(Records contained in a dataset)
* * * * * * *

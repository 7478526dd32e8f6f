//! Crawler module for web page fetching and processing
//!
//! This module contains the core crawling logic, including:
//! - HTTP fetching with a bounded connect timeout
//! - Literal-prefix link extraction
//! - The breadth-first frontier and traversal loop
//! - Overall crawl coordination (seeds in, visited list out)

mod coordinator;
mod extractor;
mod fetcher;
mod frontier;

pub use coordinator::{Coordinator, CrawlOutcome};
pub use extractor::{extract_links, scan_line, LinkScan, HTTPS_PREFIX, HTTP_PREFIX};
pub use fetcher::{build_http_client, FetchError, Fetcher, HttpFetcher};
pub use frontier::{traverse, DuplicatePolicy, Frontier, Traversal, TraverseOptions};

use crate::config::CrawlerConfig;

/// How the starting set of addresses is supplied
#[derive(Debug, Clone, Copy, PartialEq, Eq, clap::ValueEnum)]
pub enum CrawlMode {
    /// A single address typed by the operator
    Interactive,

    /// Every line of the seed file
    File,
}

impl CrawlMode {
    /// Visited-set cap configured for this mode
    pub fn cap(&self, config: &CrawlerConfig) -> usize {
        match self {
            CrawlMode::Interactive => config.interactive_cap,
            CrawlMode::File => config.file_cap,
        }
    }
}

/// Traversal options for a mode under the given crawler settings
pub fn traverse_options(mode: CrawlMode, config: &CrawlerConfig) -> TraverseOptions {
    let duplicates = if config.refetch_duplicates {
        DuplicatePolicy::Refetch
    } else {
        DuplicatePolicy::Skip
    };
    TraverseOptions::new(mode.cap(config)).with_duplicates(duplicates)
}
//! Configuration module for Trawler
//!
//! This module handles loading, parsing, and validating TOML configuration files.
//! Every section and key is optional; anything left out falls back to the
//! classic defaults (cap 100 for a single address, 1000 for a seed file, a five
//! second connect timeout, `traversedFiles.txt` for both seeds and results).
//!
//! # Example
//!
//! ```no_run
//! use trawler::config::load_config;
//! use std::path::Path;
//!
//! let config = load_config(Path::new("trawler.toml")).unwrap();
//! println!("Interactive crawls stop after {} pages", config.crawler.interactive_cap);
//! ```

mod parser;
mod types;
mod validation;

// Re-export types
pub use types::{Config, CrawlerConfig, InputConfig, OutputConfig, UserAgentConfig};

// Re-export parser functions
pub use parser::{compute_config_hash, load_config, load_config_with_hash, parse_config};
pub use validation::validate;
//! Crawler coordinator - ties seeds, traversal and persistence together
//!
//! This module runs one crawl end to end:
//! - Choosing the seed source and cap for the crawl mode
//! - Running the traversal
//! - Writing the visited list to the output artifact

use crate::config::Config;
use crate::crawler::fetcher::{Fetcher, HttpFetcher};
use crate::crawler::frontier::{traverse, Traversal};
use crate::crawler::{traverse_options, CrawlMode};
use crate::input::read_seed_file;
use crate::output::{OutputError, OutputHandler, TextFileOutput};
use crate::TrawlerError;
use std::path::Path;

/// Result of one crawl
#[derive(Debug)]
pub struct CrawlOutcome {
    /// Mode the crawl ran in
    pub mode: CrawlMode,

    /// Visited addresses and statistics
    pub traversal: Traversal,

    /// Set when the visited list could not be written; the traversal is still complete
    pub persist_error: Option<OutputError>,
}

impl CrawlOutcome {
    pub fn visited(&self) -> &[String] {
        &self.traversal.visited
    }

    pub fn is_persisted(&self) -> bool {
        self.persist_error.is_none()
    }
}

/// Main crawler coordinator structure
pub struct Coordinator<F = HttpFetcher> {
    config: Config,
    fetcher: F,
    output: TextFileOutput,
}

impl Coordinator<HttpFetcher> {
    /// Creates a coordinator that fetches over HTTP
    ///
    /// # Arguments
    ///
    /// * `config` - The crawler configuration
    ///
    /// # Returns
    ///
    /// * `Ok(Coordinator)` - Successfully created coordinator
    /// * `Err(TrawlerError)` - The HTTP client could not be built
    pub fn new(config: Config) -> Result<Self, TrawlerError> {
        let fetcher = HttpFetcher::new(&config.crawler, &config.user_agent)?;
        Ok(Self::with_fetcher(config, fetcher))
    }
}

impl<F: Fetcher> Coordinator<F> {
    /// Creates a coordinator around any fetcher
    pub fn with_fetcher(config: Config, fetcher: F) -> Self {
        let output = TextFileOutput::new(&config.output.traversed_path);
        Self {
            config,
            fetcher,
            output,
        }
    }

    pub fn config(&self) -> &Config {
        &self.config
    }

    /// Crawls from a single operator-supplied address
    pub async fn crawl_address(&self, address: &str) -> CrawlOutcome {
        tracing::info!("Starting crawl from {}", address);
        self.run(CrawlMode::Interactive, vec![address.to_string()])
            .await
    }

    /// Crawls from every address in the configured seed file
    ///
    /// # Returns
    ///
    /// * `Ok(CrawlOutcome)` - The crawl ran (persistence may still have failed)
    /// * `Err(TrawlerError::Seed)` - The seed file is missing or unreadable; nothing was crawled
    pub async fn crawl_seed_file(&self) -> Result<CrawlOutcome, TrawlerError> {
        let seed_path = Path::new(&self.config.input.seed_path);
        let seeds = read_seed_file(seed_path)?;
        tracing::info!(
            "Starting crawl from {} seeds in {}",
            seeds.len(),
            seed_path.display()
        );
        Ok(self.run(CrawlMode::File, seeds).await)
    }

    /// Runs a traversal for `mode` and persists the visited list
    pub async fn run(&self, mode: CrawlMode, seeds: Vec<String>) -> CrawlOutcome {
        let options = traverse_options(mode, &self.config.crawler);
        let traversal = traverse(&self.fetcher, seeds, options).await;

        tracing::info!(
            "Storing {} traversed URLs to {}",
            traversal.visited.len(),
            self.output.location()
        );
        let persist_error = match self.output.write_visited(&traversal.visited) {
            Ok(()) => None,
            Err(e) => {
                tracing::error!("Failed to store traversed URLs: {}", e);
                Some(e)
            }
        };

        CrawlOutcome {
            mode,
            traversal,
            persist_error,
        }
    }
}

* * * * * * *

**What this task involves**: Read through the entries and copy every line that includes "still".

**Expected output**:
    /// Set when the visited list could not be written; the traversal is still complete
    /// * `Ok(CrawlOutcome)` - The crawl ran (persistence may still have failed)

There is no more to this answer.